Directions:
Copy each line below in which the string "Create" appears.

Source material:
┌──

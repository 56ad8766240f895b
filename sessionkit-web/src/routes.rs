//! Route definitions for the SessionKit server

use crate::{handlers, openapi, AppState};
use axum::{
    routing::{get, post},
    Router,
};

/// Create API routes (mounted under `/api`)
pub fn api_routes() -> Router<AppState> {
    Router::new()
        // Health check
        .route("/health", get(handlers::health_check))
        // Session lifecycle
        .nest("/auth", auth_routes())
        // Current user
        .route(
            "/user",
            get(handlers::get_user).put(handlers::update_user),
        )
        // API documentation
        .route("/openapi.json", get(openapi::serve_openapi))
}

/// Create authentication routes (mounted under `/api/auth`)
pub fn auth_routes() -> Router<AppState> {
    Router::new()
        .route("/login", post(handlers::login))
        .route("/register", post(handlers::register))
        .route("/refresh", post(handlers::refresh))
        .route("/logout", post(handlers::logout))
}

└──

Completed task:
/// Create API routes (mounted under `/api`)
/// Create authentication routes (mounted under `/api/auth`)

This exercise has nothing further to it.